The above information gives a brief insight to what the artist did, what he was thinking at the time of the production, as well as how the world today perceives it and how I personally feel about the piece. These are things to be taken into consideration when deciphering a meaning behind a piece as well as the implications within a class room. The history intertwined within the piece without even knowing the context can be still be felt. A story is being told with simple lines. This is something that I wish my students to grasp and be able to reproduce a story or a scene without an explanation necessary (although still present).
Works Cited
Lacayo, Richard (2003). The German Question. Time South Pacific (Australia/New Zealand edition); 7/28/2003 Issue 29, p65-65, 1p, 2c
(2005). Artist Summary: Max Beckmann. Retrieved 21 September 2007 from https://www.artfact.com/features/viewArtist.cfm?aID=22764
Lesson Objectives
for
Max Beckmann’s “Self Portrait in Bowler Hat”

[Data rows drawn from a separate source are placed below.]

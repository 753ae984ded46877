//! Table Session Model

use chrono::{DateTime, Utc};
use serde::{Deserialize, Serialize};

/// Session status
#[derive(Debug, Clone, Copy, PartialEq, Eq, Serialize, Deserialize)]
#[serde(rename_all = "snake_case")]
pub enum SessionStatus {
    Active,
    Closed,
}

/// One occupation of a table, from seating to payment
///
/// Created when a table is occupied, closed exactly once when the table
/// is freed. Immutable after close.
#[derive(Debug, Clone, Serialize, Deserialize)]
pub struct TableSession {
    pub id: String,
    pub table_id: String,
    pub waiter_id: Option<String>,
    pub client_count: i32,
    pub status: SessionStatus,
    pub start_time: DateTime<Utc>,
    pub end_time: Option<DateTime<Utc>>,
}

/// Create session payload (table occupation)
#[derive(Debug, Clone, Serialize, Deserialize)]
pub struct TableSessionCreate {
    pub table_id: String,
    #[serde(skip_serializing_if = "Option::is_none")]
    pub waiter_id: Option<String>,
    pub client_count: i32,
    pub status: SessionStatus,
    pub start_time: DateTime<Utc>,
}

1.) Ask students if they know any famous self portraits
2.) Tell them we will be studying a piece from 1921, created in Germany and ask if they know anything about that time period and place.
3.) Give power point presentation on piece and artist analysis, content and context.
4.) Ask how Beckmann portrayed a story in his piece.
5.) Show other pieces that tell a story about a time period or event and ask how they portray that particular theme.
6.) Brainstorm ideas about possible personal pieces individually, with a partner, then as a class.
7.) Work on own self portrait involving a story.
Students will then be presented with a criteria guide as well as a requirement to write a story that correlates with their piece.